Figure 1. Comparison of spermidine and glutathionylspermidine levels in wild type (gss+) and Δgss mutant (gss−) in log phase and stationary phase cultures.
In both parts A and B cultures were grown in M9 medium to OD600 0.7 (log phase) or OD600 2.5 (stationary phase), harvested and washed. The cell pellets were extracted with 10% perchloric acid and analyzed by HPLC. In part A the cells were pre-labeled with [14C]-spermidine as described in the Materials and Methods and HPLC elutes were assayed for radioactivity. The peak near 12–14 minutes represents monoacetylspermidine. In part B the extracts were assayed for spermidine content by reaction with o-phthaldehyde as described in the text.
As shown in Fig. 1B, there was a very large decrease (85–90%) in the spermidine content of gss+ cells observed in a stationary phase culture (compared to a gss− control), but only a small decrease (10–15%) in the spermidine content of a log phase culture.

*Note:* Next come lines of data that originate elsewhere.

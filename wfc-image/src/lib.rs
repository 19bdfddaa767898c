extern crate coord_2d;
extern crate image;
extern crate rand;
extern crate wfc_overlap;

use coord_2d::Coord;
pub use coord_2d::Size;
use image::{DynamicImage, Rgba, RgbaImage};
use log::debug;
use rand::Rng;
use wfc_overlap::bitmap::unpack_rgba;
pub use wfc_overlap::orientation::{self, Orientation, Symmetry};
use wfc_overlap::wrap::Wrap;
use wfc_overlap::Result;
pub use wfc_overlap::{
    Bitmap, Config, Error, Model, PatternId, PropagateError, Run, Status, TickConfig, Wave,
    WaveCellRef,
};

pub mod retry {
    #[cfg(feature = "parallel")]
    pub use wfc_overlap::retry::ParNumTimes;
    pub use wfc_overlap::retry::Retry;
    pub use wfc_overlap::retry::{Forever, NumTimes};

    pub trait ImageRetry: Retry {
        type ImageReturn;
        #[doc(hidden)]
        fn image_return(
            r: Self::Return,
            image_patterns: &super::ImagePatterns,
        ) -> Self::ImageReturn;
    }
}

/// Converts a decoded image into the solver's source bitmap.
pub fn bitmap_from_image(image: &DynamicImage) -> Result<Bitmap> {
    let rgba_image = image.to_rgba8();
    Bitmap::from_rgba_bytes(rgba_image.width(), rgba_image.height(), rgba_image.as_raw())
}

pub struct ImagePatterns {
    model: Model,
    empty_colour: Rgba<u8>,
}

impl ImagePatterns {
    pub fn new(image: &DynamicImage, config: &Config) -> Result<Self> {
        let bitmap = bitmap_from_image(image)?;
        let model = Model::new(&bitmap, config)?;
        debug!(
            "{} patterns over {} colours",
            model.num_patterns(),
            model.palette().len()
        );
        Ok(Self::from_model(model))
    }

    pub fn from_model(model: Model) -> Self {
        Self {
            model,
            empty_colour: Rgba([0, 0, 0, 0]),
        }
    }

    pub fn model(&self) -> &Model {
        &self.model
    }

    pub fn set_empty_colour(&mut self, empty_colour: Rgba<u8>) {
        self.empty_colour = empty_colour;
    }

    /// The cell whose pattern covers `coord`, and the position of `coord` inside that pattern.
    /// Outside the last `pattern_size - 1` rows and columns of a bounded wave this is the cell
    /// itself at local position (0, 0).
    fn covering_cell(&self, wave: &Wave, coord: Coord) -> (Coord, Coord) {
        let size = wave.size();
        let pattern_size = self.model.catalog().pattern_size() as i32;
        match wave.wrap() {
            Wrap::WrapXY => (coord, Coord::new(0, 0)),
            Wrap::WrapNone => {
                let anchor = Coord::new(
                    coord.x.min(size.width() as i32 - pattern_size).max(0),
                    coord.y.min(size.height() as i32 - pattern_size).max(0),
                );
                (anchor, coord - anchor)
            }
        }
    }

    /// The colour of a single output pixel: the colour its covering pattern has there if that
    /// pattern is decided, the weighted average over the possible patterns if not, and the
    /// empty colour if there are none.
    pub fn cell_colour(&self, wave: &Wave, coord: Coord) -> Rgba<u8> {
        let (anchor, local) = self.covering_cell(wave, coord);
        let cell = self
            .model
            .wave_cell_ref(wave.cell(wave.index_of_coord(anchor)));
        self.weighted_average_colour_at(&cell, local)
    }

    pub fn image_from_wave(&self, wave: &Wave) -> DynamicImage {
        let size = wave.size();
        let mut rgba_image = RgbaImage::new(size.width(), size.height());
        wave.grid().enumerate().for_each(|(coord, _)| {
            let colour = self.cell_colour(wave, coord);
            rgba_image.put_pixel(coord.x as u32, coord.y as u32, colour);
        });
        DynamicImage::ImageRgba8(rgba_image)
    }

    pub fn weighted_average_colour(&self, cell: &WaveCellRef) -> Rgba<u8> {
        self.weighted_average_colour_at(cell, Coord::new(0, 0))
    }

    fn pattern_colour_at(&self, pattern_id: PatternId, local: Coord) -> [u8; 4] {
        let colour_id = self.model.pattern(pattern_id).get(local);
        unpack_rgba(self.model.palette().colour(colour_id))
    }

    fn weighted_average_colour_at(&self, cell: &WaveCellRef, local: Coord) -> Rgba<u8> {
        if let Ok(pattern_id) = cell.chosen_pattern_id() {
            return Rgba(self.pattern_colour_at(pattern_id, local));
        }
        let mut total_weight = 0u64;
        let mut sums = [0u64; 4];
        for (pattern_id, weight) in cell.enumerate_compatible_pattern_weights() {
            let colour = self.pattern_colour_at(pattern_id, local);
            for (sum, channel) in sums.iter_mut().zip(colour.iter()) {
                *sum += *channel as u64 * weight as u64;
            }
            total_weight += weight as u64;
        }
        if total_weight == 0 {
            return self.empty_colour;
        }
        Rgba(sums.map(|sum| (sum / total_weight) as u8))
    }

    pub fn collapse_wave_retrying<RT, R>(&self, retry: RT, rng: &mut R) -> RT::Return
    where
        RT: retry::Retry,
        R: Rng,
    {
        Run::new(&self.model).collapse_retrying(retry, rng)
    }
}

impl retry::ImageRetry for retry::Forever {
    type ImageReturn = DynamicImage;
    fn image_return(
        r: Self::Return,
        image_patterns: &ImagePatterns,
    ) -> Self::ImageReturn {
        image_patterns.image_from_wave(&r)
    }
}

impl retry::ImageRetry for retry::NumTimes {
    type ImageReturn = std::result::Result<DynamicImage, PropagateError>;
    fn image_return(
        r: Self::Return,
        image_patterns: &ImagePatterns,
    ) -> Self::ImageReturn {
        match r {
            Ok(r) => Ok(image_patterns.image_from_wave(&r)),
            Err(e) => Err(e),
        }
    }
}

#[cfg(feature = "parallel")]
impl retry::ImageRetry for retry::ParNumTimes {
    type ImageReturn = std::result::Result<DynamicImage, PropagateError>;
    fn image_return(
        r: Self::Return,
        image_patterns: &ImagePatterns,
    ) -> Self::ImageReturn {
        match r {
            Ok(r) => Ok(image_patterns.image_from_wave(&r)),
            Err(e) => Err(e),
        }
    }
}

pub fn generate_image_with_rng<IR, R>(
    image: &DynamicImage,
    config: &Config,
    retry: IR,
    rng: &mut R,
) -> Result<IR::ImageReturn>
where
    IR: retry::ImageRetry,
    R: Rng,
{
    let image_patterns = ImagePatterns::new(image, config)?;
    Ok(IR::image_return(
        image_patterns.collapse_wave_retrying(retry, rng),
        &image_patterns,
    ))
}

pub fn generate_image<IR>(
    image: &DynamicImage,
    config: &Config,
    retry: IR,
) -> Result<IR::ImageReturn>
where
    IR: retry::ImageRetry,
{
    generate_image_with_rng(image, config, retry, &mut rand::thread_rng())
}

Comparison of global gene expression in gss+ and Δgss E. coli
We have applied microarray analysis to study the global gene expression profile of logarithmically growing E. coli cultures (OD600 of 0.7–0.8). We used logarithmically-growing cultures since, as shown in Figure 1, in stationary phase wild type E. coli converts most of the spermidine into glutathionylspermidine and global gene expression might be affected by a decrease in the glutathione and spermidine levels; in contrast only 10–15% of spermidine is converted to glutathionylspermidine in logarithmically growing cells.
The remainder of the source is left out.